Las dos de la tarde. Se ha presentado Marat. Tiene un aspecto más desaliñado que nunca. Su tez, quizá debido a su trabajo, ha adquirido el color de un periódico de mala calidad.

– Podíamos habernos encontrado en otro lugar -dijo Danton-. No te pedí que vinieras aquí. No quiero que mi esposa y mi hijo te vean y sufran pesadillas.

– Más adelante serás tú quien me invitarás a que venga. Quién sabe, quizá decida ser más aseado cuando hayamos implantado la república. Bien -dijo tras una breve pausa-, sospecho que los brissotinos están tratando de llegar a un acuerdo con la Corte. Han hablado con María Antonieta, cosa que puedo probar. Nada de cuanto hagan puede perjudicarnos a estas alturas, pero la cuestión es qué vamos a hacer con ellos más tarde.

Estas dos palabras surgen en todas las conversaciones: más tarde.

Danton sacudió la cabeza.

– Me cuesta creerlo -contestó-. La mujer de Roland no se prestaría a un trato con ellos. Fue ella quien hizo que los destituyeran, ¿recuerdas? No me la imagino hablando con María Antonieta.

– ¿Acaso crees que miento? -preguntó Marat.

– Reconozco que algunos estarían dispuestos a negociar. Aspiran a recuperar sus cargos, lo cual demuestra que no existe lo que hemos dado en llamar brissotinos.

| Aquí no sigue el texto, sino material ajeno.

//! Scripted device transport and recording notifier shared by the unit tests.

use std::{
    collections::VecDeque,
    sync::{Arc, Mutex},
};

use async_trait::async_trait;
use tokio::sync::oneshot;

use crate::{
    client::DeviceTransport,
    error::{Error, Result},
    notify::Change,
};

#[derive(Debug, Clone, Copy)]
pub enum Reply {
    Value(f64),
    Absent,
    Fail,
}

struct Step {
    reply: Reply,
    gate: Option<oneshot::Receiver<()>>,
}

#[derive(Debug, Clone, PartialEq)]
pub enum Call {
    Fetch(String),
    Push(String, f64),
}

/// Answers calls from a queue. A gated step parks until its sender fires,
/// which lets a test decide the order in which in-flight calls complete.
/// An exhausted queue answers `Absent`.
#[derive(Default)]
pub struct ScriptedTransport {
    fetches: Mutex<VecDeque<Step>>,
    pushes: Mutex<VecDeque<Step>>,
    calls: Mutex<Vec<Call>>,
}

impl ScriptedTransport {
    pub fn new() -> Arc<Self> {
        Arc::new(Self::default())
    }

    pub fn on_fetch(&self, reply: Reply) {
        self.fetches.lock().unwrap().push_back(Step { reply, gate: None });
    }

    pub fn on_fetch_gated(&self, reply: Reply) -> oneshot::Sender<()> {
        let (tx, rx) = oneshot::channel();
        self.fetches.lock().unwrap().push_back(Step {
            reply,
            gate: Some(rx),
        });
        tx
    }

    pub fn on_push(&self, reply: Reply) {
        self.pushes.lock().unwrap().push_back(Step { reply, gate: None });
    }

    pub fn on_push_gated(&self, reply: Reply) -> oneshot::Sender<()> {
        let (tx, rx) = oneshot::channel();
        self.pushes.lock().unwrap().push_back(Step {
            reply,
            gate: Some(rx),
        });
        tx
    }

    pub fn calls(&self) -> Vec<Call> {
        self.calls.lock().unwrap().clone()
    }

    async fn next(queue: &Mutex<VecDeque<Step>>) -> Reply {
        let step = queue.lock().unwrap().pop_front();
        let Some(step) = step else {
            return Reply::Absent;
        };
        if let Some(gate) = step.gate {
            let _ = gate.await;
        }
        step.reply
    }
}

pub fn transport_error() -> Error {
    match reqwest::Client::new().get("not a url").build() {
        Err(err) => Error::Transport(err),
        Ok(_) => unreachable!("invalid url must not build"),
    }
}

#[async_trait]
impl DeviceTransport for ScriptedTransport {
    async fn fetch(&self, action: &str) -> Result<Option<f64>> {
        self.calls
            .lock()
            .unwrap()
            .push(Call::Fetch(action.to_string()));
        match Self::next(&self.fetches).await {
            Reply::Value(value) => Ok(Some(value)),
            Reply::Absent => Ok(None),
            Reply::Fail => Err(transport_error()),
        }
    }

    async fn push(&self, action: &str, value: f64) -> Result<()> {
        self.calls
            .lock()
            .unwrap()
            .push(Call::Push(action.to_string(), value));
        match Self::next(&self.pushes).await {
            Reply::Fail => Err(transport_error()),
            Reply::Value(_) | Reply::Absent => Ok(()),
        }
    }
}

#[derive(Clone, Default)]
pub struct Recorder {
    changes: Arc<Mutex<Vec<Change>>>,
}

impl Recorder {
    pub fn notifier(&self) -> impl Fn(Change) + Send + Sync + 'static {
        let changes = Arc::clone(&self.changes);
        move |change| changes.lock().unwrap().push(change)
    }

    pub fn changes(&self) -> Vec<Change> {
        self.changes.lock().unwrap().clone()
    }
}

– Sólo cuando nos conviene -dijo Marat.


Las cuatro de la tarde, en la rue des Cordeliers:

– No puedes despedirte sin más ni más -protestó Camille-. No puedes presentarte como si tal cosa y decir me alegro de haberte conocido durante veinte años, me marcho a que me maten.

– Sí que puedo -respondió Louis Suleau, nervioso-. Claro que puedo.

Ha tenido mucha suerte, el cronista de Los hechos de los Apóstoles. En 1789 y 1790, las masas, esas masas a las que el abogado de la Lanterne incitaba a la violencia, pudieron haberlo matado.

– Cada vez que paso junto a una farola -escribió Suleau-, tengo la sensación de que se inclina hacia mí, como deseando que me cuelguen de ella.

Camille lo miró en silencio, estupefacto, aunque debía haberlo supuesto.

Louis había cruzado la frontera, había estado en los campamentos de emigrados; ¿por qué había de regresar a París a menos que se propusiera cometer un acto suicida?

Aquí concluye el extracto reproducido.